Jokowi juga sempat menyinggung meningkatnya kepercayaan masyarakat kepada pemerintah. Hal ini diketahui melalui survei yang dirilis oleh Gallup World Poll baru-baru ini.

"Jadi kepercayaan masyarakat terhadap pemerintahnya. Kita ini sekarang ini, ini surveinya Gallup World Poll, oleh OECD. Ranking kita di ranking 1. Biasanya yang pegang nomor 1 itu Swiss. Negara-negara Eropa Swiss. Ini nomor 1 Indonesia, 2-nya Swiss, 3 India, Luksemburg kemudian ke bawah ke bawah," ujarnya.

Indonesia juga bersaing dalam hal investasi. Untuk itu, saat ini kemudahan berbisnis terus menjadi perhatian utama dari pemerintah.

"Kemudian ranking untuk investasi, menariknya sebuah negara untuk investasi. Ini yang melakukan penilaian adalah United Nation Conference on Trade and Development. Ini kita berada pada ranking ke-4, ini kita sudah sangat baik, dari 8 meloncat ke-4. Itulah yang namanya kompetisi antarnegara," ujarnya.

Pada akhir sambutnya, Jokowi juga memanggil beberapa orang teladan dari sektor pertanian dan sektor perikanan.

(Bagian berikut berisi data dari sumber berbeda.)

//! Filter model to wire query parameter encoding.
//!
//! Multi-select fields are sent as repeated `key[]=value` pairs in
//! ascending order, scalars as single pairs. Fields that are empty or
//! absent emit nothing, which is how "unconstrained" reaches the backend.

use std::fmt;

use accident_map_filter_models::FilterModel;

/// Key for the selected years.
pub const YEARS_KEY: &str = "years[]";
/// Key for the selected months.
pub const MONTHS_KEY: &str = "months[]";
/// Key for the selected calendar days of month.
pub const DAYS_KEY: &str = "days[]";
/// Key for the selected hours of day.
pub const HOURS_KEY: &str = "hours[]";
/// Key for the selected days of week.
pub const DAY_OF_WEEK_KEY: &str = "selectedDayOfWeek[]";
/// Key for the active traffic feature.
pub const FEATURE_KEY: &str = "feature";
/// Key for the state scope.
pub const STATE_KEY: &str = "state";
/// Keys for the area selection, in emission order.
pub const BOUNDS_KEYS: [&str; 4] = ["minLng", "maxLng", "minLat", "maxLat"];

/// An ordered list of query parameters.
#[derive(Debug, Clone, Default, PartialEq, Eq)]
pub struct QueryParams {
    pairs: Vec<(String, String)>,
}

impl QueryParams {
    /// Creates an empty parameter list.
    #[must_use]
    pub const fn new() -> Self {
        Self { pairs: Vec::new() }
    }

    /// Appends one `key=value` pair.
    pub fn push(&mut self, key: &str, value: impl ToString) -> &mut Self {
        self.pairs.push((key.to_string(), value.to_string()));
        self
    }

    /// Appends one pair per value, in iteration order.
    pub fn push_all<T: ToString>(
        &mut self,
        key: &str,
        values: impl IntoIterator<Item = T>,
    ) -> &mut Self {
        for value in values {
            self.push(key, value);
        }
        self
    }

    /// Replaces every pair for `key` with a single `key=value` pair.
    pub fn set(&mut self, key: &str, value: impl ToString) -> &mut Self {
        self.remove(key);
        self.push(key, value)
    }

    /// Drops every pair for `key`.
    pub fn remove(&mut self, key: &str) -> &mut Self {
        self.pairs.retain(|(k, _)| k != key);
        self
    }

    /// Builder-style [`Self::push`].
    #[must_use]
    pub fn with(mut self, key: &str, value: impl ToString) -> Self {
        self.push(key, value);
        self
    }

    /// The encoded pairs, in emission order.
    #[must_use]
    pub fn pairs(&self) -> &[(String, String)] {
        &self.pairs
    }

    /// All values emitted for `key`.
    #[must_use]
    pub fn values(&self, key: &str) -> Vec<&str> {
        self.pairs
            .iter()
            .filter(|(k, _)| k == key)
            .map(|(_, v)| v.as_str())
            .collect()
    }

    /// Returns `true` if any pair uses `key`.
    #[must_use]
    pub fn contains_key(&self, key: &str) -> bool {
        self.pairs.iter().any(|(k, _)| k == key)
    }

    /// Number of pairs.
    #[must_use]
    pub fn len(&self) -> usize {
        self.pairs.len()
    }

    /// Returns `true` if there are no pairs.
    #[must_use]
    pub fn is_empty(&self) -> bool {
        self.pairs.is_empty()
    }
}

/// Renders the raw `k=v&k=v` form for logs and diagnostics. The HTTP client
/// sends [`QueryParams::pairs`] and does its own percent-encoding.
impl fmt::Display for QueryParams {
    fn fmt(&self, f: &mut fmt::Formatter<'_>) -> fmt::Result {
        for (i, (key, value)) in self.pairs.iter().enumerate() {
            if i > 0 {
                f.write_str("&")?;
            }
            write!(f, "{key}={value}")?;
        }
        Ok(())
    }
}

/// Encodes a filter snapshot as query parameters.
///
/// Calendar days are left out while a day-of-week selection is active.
#[must_use]
pub fn encode(model: &FilterModel) -> QueryParams {
    let mut params = QueryParams::new();

    params.push_all(YEARS_KEY, model.selected_years());
    params.push_all(MONTHS_KEY, model.selected_months());
    if model.selected_day_of_week().is_empty() {
        params.push_all(DAYS_KEY, model.selected_days());
    }
    params.push_all(HOURS_KEY, model.selected_hours());
    params.push_all(DAY_OF_WEEK_KEY, model.selected_day_of_week());

    if let Some(feature) = model.active_feature() {
        params.push(FEATURE_KEY, feature.query_value());
    }

    if let Some(bounds) = model.bounds() {
        let [min_lng, max_lng, min_lat, max_lat] = BOUNDS_KEYS;
        params
            .push(min_lng, bounds.min_lng())
            .push(max_lng, bounds.max_lng())
            .push(min_lat, bounds.min_lat())
            .push(max_lat, bounds.max_lat());
    }

    if let Some(state) = model.state() {
        params.push(STATE_KEY, state);
    }

    log::trace!("encoded filter: {params}");
    params
}

#[cfg(test)]
mod tests {
    use std::collections::BTreeSet;

    use accident_map_filter_models::{FieldUpdate, Feature, LngLat, StateCode, ViewScope};

    use super::*;

    fn set<T: Ord + Copy>(values: &[T]) -> BTreeSet<T> {
        values.iter().copied().collect()
    }

    #[test]
    fn years_are_ascending() {
        let model = FilterModel::unconstrained(ViewScope::National)
            .set_field(FieldUpdate::Years(set(&[2020, 2018, 2019])))
            .unwrap();
        assert_eq!(
            encode(&model).to_string(),
            "years[]=2018&years[]=2019&years[]=2020"
        );
    }

    #[test]
    fn encoding_is_deterministic() {
        let model = FilterModel::with_year(ViewScope::National, 2021)
            .unwrap()
            .set_field(FieldUpdate::Hours(set(&[23, 0, 12])))
            .unwrap()
            .toggle_feature(Feature::Junction);
        assert_eq!(encode(&model), encode(&model));
        assert_eq!(encode(&model).values(HOURS_KEY), vec!["0", "12", "23"]);
    }

    #[test]
    fn unconstrained_filter_emits_nothing() {
        let model = FilterModel::unconstrained(ViewScope::National);
        assert!(encode(&model).is_empty());
    }

    #[test]
    fn empty_fields_emit_no_keys() {
        let model = FilterModel::with_year(ViewScope::National, 2017)
            .unwrap()
            .set_field(FieldUpdate::Months(BTreeSet::new()))
            .unwrap();
        let params = encode(&model);
        assert!(params.contains_key(YEARS_KEY));
        for key in [MONTHS_KEY, DAYS_KEY, HOURS_KEY, DAY_OF_WEEK_KEY, FEATURE_KEY, STATE_KEY] {
            assert!(!params.contains_key(key), "unexpected key {key}");
        }
        for key in BOUNDS_KEYS {
            assert!(!params.contains_key(key), "unexpected key {key}");
        }
    }

    #[test]
    fn day_and_night_features_are_renamed() {
        let base = FilterModel::unconstrained(ViewScope::National);
        assert_eq!(
            encode(&base.toggle_feature(Feature::DayTime)).values(FEATURE_KEY),
            vec!["Day"]
        );
        assert_eq!(
            encode(&base.toggle_feature(Feature::NightTime)).values(FEATURE_KEY),
            vec!["Night"]
        );
        assert_eq!(
            encode(&base.toggle_feature(Feature::TrafficSignal)).values(FEATURE_KEY),
            vec!["trafficSignal"]
        );
    }

    #[test]
    fn bounds_and_state_are_scalars() {
        let model = FilterModel::unconstrained(ViewScope::State)
            .set_bounds(LngLat::new(-80.5, 40.0), LngLat::new(-90.0, 30.25))
            .set_field(FieldUpdate::State(Some(StateCode::new("oh").unwrap())))
            .unwrap();
        assert_eq!(
            encode(&model).to_string(),
            "minLng=-90&maxLng=-80.5&minLat=30.25&maxLat=40&state=OH"
        );
    }

    #[test]
    fn calendar_days_suppressed_by_day_of_week() {
        let model = FilterModel::unconstrained(ViewScope::National)
            .set_field(FieldUpdate::DayOfWeek(set(&[1, 2])))
            .unwrap()
            .set_field(FieldUpdate::Days(set(&[15])))
            .unwrap();
        let params = encode(&model);
        assert!(!params.contains_key(DAYS_KEY));
        assert_eq!(params.values(DAY_OF_WEEK_KEY), vec!["1", "2"]);
    }

    #[test]
    fn key_order_is_fixed() {
        let model = FilterModel::with_year(ViewScope::National, 2016)
            .unwrap()
            .set_field(FieldUpdate::Months(set(&[2])))
            .unwrap()
            .set_field(FieldUpdate::Days(set(&[9])))
            .unwrap()
            .set_field(FieldUpdate::Hours(set(&[17])))
            .unwrap()
            .toggle_feature(Feature::Crossing);
        assert_eq!(
            encode(&model).to_string(),
            "years[]=2016&months[]=2&days[]=9&hours[]=17&feature=crossing"
        );
    }

    #[test]
    fn extra_scalars_append_after_filter() {
        let model = FilterModel::with_year(ViewScope::State, 2022).unwrap();
        let params = encode(&model).with("county", "Cook").with("timeType", "hour");
        assert_eq!(params.to_string(), "years[]=2022&county=Cook&timeType=hour");
        assert_eq!(params.len(), 3);
    }

    #[test]
    fn set_replaces_existing_scalar() {
        let model = FilterModel::unconstrained(ViewScope::State)
            .set_field(FieldUpdate::State(Some(StateCode::new("TX").unwrap())))
            .unwrap();
        let mut params = encode(&model);
        params.set(STATE_KEY, "CA");
        assert_eq!(params.values(STATE_KEY), vec!["CA"]);
    }

    #[test]
    fn remove_drops_every_pair_for_key() {
        let model = FilterModel::unconstrained(ViewScope::State)
            .set_field(FieldUpdate::Hours([1, 2].into_iter().collect()))
            .unwrap()
            .set_field(FieldUpdate::State(Some(StateCode::new("TX").unwrap())))
            .unwrap();
        let mut params = encode(&model);
        params.remove(HOURS_KEY).remove(STATE_KEY);
        assert!(params.is_empty());
    }
}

Pada sektor perikanan, Jokowi sempat berdialog dengan penggiat sektor perikanan yang fokus pada kesehatan dari Kepulauan Riau.

Baca juga: Jokowi "Rayu" Bos World Bank Naikkan Peringkat Kemudahan Berbisnis Indonesia

Jokowi juga sempat berdialog dengan penggiat sektor pertanian, khususnya ternak sapi asal Papua yang berbatasan langsung dengan Papua Nugini. Peternak ini berhasil mengembangbiakan sapi indukan dari 12 sapi para 2012 menjadi 72 ekor sapi saat ini.

"Kalau satu ekor Rp15 juta berarti bapak sudah jadi miliarder," kelakar Jokowi.

Jokowi pun berencana mengunjungi peternakan ini. Jokowi berharap agar sapi ternak ini berkembang biak hingga ribuan ekor.

"Nanti kalau sudah ratusan (ekor) saya lihat di Papua," ungkapnya.